In this issue of the Journal, de-Madaria and colleagues8 present the results of a landmark multicenter, randomized trial — WATERFALL (the Early Weight-Based Aggressive vs. Nonaggressive Goal-Directed Fluid Resuscitation in the Early Phase of Acute Pancreatitis: an Open-Label Multicenter Randomized Controlled Trial) — which definitively provides the answer. The trial is so clinically relevant because of its choice of real world–appropriate aggressive-resuscitation and moderate-resuscitation treatment groups, its use of pancreatitis severity as the main clinical outcome, and its reliance on the carefully defined variable of fluid overload as the main safety outcome. Unlike in most other randomized, controlled trials of fluid resuscitation in acute pancreatitis, patients with varying baseline pancreatitis severity were included, and changes in the rate of resuscitation were determined on the basis of a dynamic assessment of hemodynamic testing, imaging, and clinical factors.
Although statistical significance was not observed with regard to any of the clinically important outcomes, the results generally favored the moderate-resuscitation group. The data and safety monitoring board terminated the trial at the first interim safety analysis on the basis of the development of fluid overload in 20.5% of the patients in the aggressive-resuscitation group, as compared with 6.3% of those in the moderateresuscitation group. The smaller-than-planned sample size may have contributed to the lack of significant findings with respect to the primary outcome. In addition, the total volume of fluid given over the 72-hour trial period was higher in the aggressive-resuscitation group than in the moderate-resuscitation group (8.3 vs. 6.6 liters) — a finding that indicates that not only should the rate of resuscitation be slower but the total infused volume should be lower. These results are stunning and, given the carefully crafted trial methods, irrefutable.
What can we conclude therefore from this trial? First, clinicians should focus on a steady rate of initial resuscitation — no more than 1.5 ml per kilogram of body weight per hour — and should administer a bolus of 10 ml per kilogram only if there are signs of initial hypovolemia. Second, careful clinical and hemodynamic monitoring are essential during the first 72 hours after admission to make sure that patients remain euvolemic and to avoid fluid overload. Third, diuresis in patients with fluid overload in the first 72 hours is most likely beneficial and certainly not detrimental to important clinical outcomes.

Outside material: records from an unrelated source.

//! One-off lookups for a single conversation or recording.

use serde_json::{Map, Value};

use recfinder_client::{ClientConfig, RecordingsClient};
use recfinder_models::ConversationId;

use crate::error::RunnerResult;

/// Conversation details, or `None` when the API refused or failed.
pub async fn conversation(
    client_config: ClientConfig,
    conversation_id: &str,
) -> RunnerResult<Option<Value>> {
    let client = RecordingsClient::connect(client_config).await?;
    Ok(client
        .conversation_details(&ConversationId::from(conversation_id))
        .await)
}

/// Status fields of one recording; empty when unavailable.
pub async fn recording_status(
    client_config: ClientConfig,
    conversation_id: &str,
    recording_id: &str,
) -> RunnerResult<Map<String, Value>> {
    let client = RecordingsClient::connect(client_config).await?;
    Ok(client
        .recording_status(&ConversationId::from(conversation_id), recording_id)
        .await)
}
//! Per-endpoint reshaping of decoded response envelopes.
//!
//! Each function takes the decoded top-level JSON value and pulls out the
//! sub-structure its endpoint documents. A missing key, a node of the wrong
//! shape, or an empty container yields [`Lookup::Empty`]; these functions
//! never produce [`Lookup::Unavailable`].

use std::collections::BTreeMap;

use serde_json::{Map, Value};

use crate::Lookup;

/// A generic JSON object returned by the service.
pub type Record = Map<String, Value>;

const CENSUS_BLOCK_KEYS: [&str; 3] = ["Block", "County", "State"];

/// `SpeedTestCounty` object from `/api/speedtest/find`.
pub fn speed_test_county(envelope: Value) -> Lookup<Record> {
    object_at(envelope, "SpeedTestCounty")
}

/// `Block`, `County` and `State` from `/api/block/find`; every other key is dropped.
pub fn census_block(envelope: Value) -> Lookup<Record> {
    let Value::Object(mut object) = envelope else {
        return Lookup::Empty;
    };

    let block: Record = CENSUS_BLOCK_KEYS
        .iter()
        .filter_map(|key| object.remove(*key).map(|value| ((*key).to_owned(), value)))
        .collect();
    non_empty_record(block)
}

/// `Frns.Frn` from `/api/frn/getList`, keyed by each record's `frn`.
///
/// Records without an `frn` are skipped; a repeated FRN keeps the last record.
pub fn frn_list(envelope: Value) -> Lookup<BTreeMap<String, Record>> {
    let by_frn: BTreeMap<String, Record> = records_at(envelope, "Frns", "Frn")
        .into_iter()
        .filter_map(|record| frn_key(&record).map(|frn| (frn, record)))
        .collect();

    if by_frn.is_empty() {
        Lookup::Empty
    } else {
        Lookup::Found(by_frn)
    }
}

/// `Info` object from `/api/frn/getInfo`.
pub fn frn_info(envelope: Value) -> Lookup<Record> {
    object_at(envelope, "Info")
}

/// `Licenses.License` from the license search endpoint.
pub fn licenses(envelope: Value) -> Lookup<Vec<Record>> {
    non_empty_records(records_at(envelope, "Licenses", "License"))
}

/// `Stats.Stat` shared by every license statistics endpoint.
pub fn stats(envelope: Value) -> Lookup<Vec<Record>> {
    non_empty_records(records_at(envelope, "Stats", "Stat"))
}

fn take(value: Value, key: &str) -> Option<Value> {
    match value {
        Value::Object(mut object) => object.remove(key),
        _ => None,
    }
}

fn object_at(envelope: Value, key: &str) -> Lookup<Record> {
    match take(envelope, key) {
        Some(Value::Object(record)) => non_empty_record(record),
        _ => Lookup::Empty,
    }
}

// The service renders a one-element list as a bare object.
fn records_at(envelope: Value, outer: &str, inner: &str) -> Vec<Record> {
    match take(envelope, outer).and_then(|node| take(node, inner)) {
        Some(Value::Array(items)) => items
            .into_iter()
            .filter_map(|item| match item {
                Value::Object(record) => Some(record),
                _ => None,
            })
            .collect(),
        Some(Value::Object(record)) => vec![record],
        _ => Vec::new(),
    }
}

fn frn_key(record: &Record) -> Option<String> {
    match record.get("frn")? {
        Value::String(frn) => Some(frn.clone()),
        Value::Number(frn) => Some(frn.to_string()),
        _ => None,
    }
}

fn non_empty_record(record: Record) -> Lookup<Record> {
    if record.is_empty() {
        Lookup::Empty
    } else {
        Lookup::Found(record)
    }
}

fn non_empty_records(records: Vec<Record>) -> Lookup<Vec<Record>> {
    if records.is_empty() {
        Lookup::Empty
    } else {
        Lookup::Found(records)
    }
}
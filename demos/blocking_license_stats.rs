//! Print license statistics, optionally narrowed to one licensee.
//!
//! Run:
//! `cargo run --example blocking_license_stats -- "Verizon Wireless"`

use fcc_client::ApiClient;
use serde_json::Value;

fn main() -> Result<(), Box<dyn std::error::Error>> {
    env_logger::init();

    let common_name = std::env::args().nth(1);
    let client = ApiClient::new()?;

    let statuses = client.get_license_statuses(common_name.as_deref(), Some(10));
    let Some(statuses) = statuses.into_option() else {
        eprintln!("license service unavailable");
        return Ok(());
    };

    for stat in &statuses {
        println!(
            "{:<24} {:>10}",
            stat.get("statDesc").and_then(Value::as_str).unwrap_or("?"),
            stat.get("statCount").and_then(Value::as_str).unwrap_or("?"),
        );
    }

    let renewals = client.get_license_renewals(common_name.as_deref());
    println!("{}", serde_json::to_string_pretty(&renewals)?);
    Ok(())
}
//! Three-way result of an API operation.

use serde::Serialize;

/// Outcome of one API operation.
///
/// Keeps "the service could not be used" apart from "the service answered
/// with nothing":
/// - [`Lookup::Unavailable`]: transport failure, undecodable body, or a
///   request the service rejected outright. The two causes cannot be told
///   apart from the response.
/// - [`Lookup::Empty`]: a well-formed response without matching data.
/// - [`Lookup::Found`]: the extracted value.
#[derive(Clone, Debug, PartialEq, Serialize)]
#[serde(tag = "status", content = "data", rename_all = "snake_case")]
pub enum Lookup<T> {
    Unavailable,
    Empty,
    Found(T),
}

impl<T> Lookup<T> {
    pub fn is_unavailable(&self) -> bool {
        matches!(self, Self::Unavailable)
    }

    pub fn is_empty(&self) -> bool {
        matches!(self, Self::Empty)
    }

    pub fn is_found(&self) -> bool {
        matches!(self, Self::Found(_))
    }

    /// Returns the found value, discarding the unavailable/empty distinction.
    pub fn found(self) -> Option<T> {
        match self {
            Self::Found(value) => Some(value),
            Self::Unavailable | Self::Empty => None,
        }
    }

    pub fn map<U>(self, f: impl FnOnce(T) -> U) -> Lookup<U> {
        match self {
            Self::Unavailable => Lookup::Unavailable,
            Self::Empty => Lookup::Empty,
            Self::Found(value) => Lookup::Found(f(value)),
        }
    }
}

impl<T: Default> Lookup<T> {
    /// Collapses to `None` when unavailable and to an empty container when empty.
    pub fn into_option(self) -> Option<T> {
        match self {
            Self::Unavailable => None,
            Self::Empty => Some(T::default()),
            Self::Found(value) => Some(value),
        }
    }
}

Finally, a main conclusion of this trial is that medical pancreatologists as a specialty now need to focus on trials evaluating other pharmacologic therapies instead of crystalloid fluids. Although this trial showed a greater clinical benefit in the moderate-resuscitation group, the incidence of moderately severe or severe pancreatitis was still 17.3%, the incidence of local complications was 16.5%, and organ failure occurred in 3.9% of the patients in that group. Performing randomized, controlled trials in acute pancreatitis is notoriously difficult, and the limited human and financial resources that are available for appropriately powered trials in this field post-WATERFALL are much better spent on comparative-effectiveness and placebo-controlled trials evaluating new therapeutic agents. Now that we have gone over the WATERFALL, it is time to look downstream at new targets to treat this challenging disease.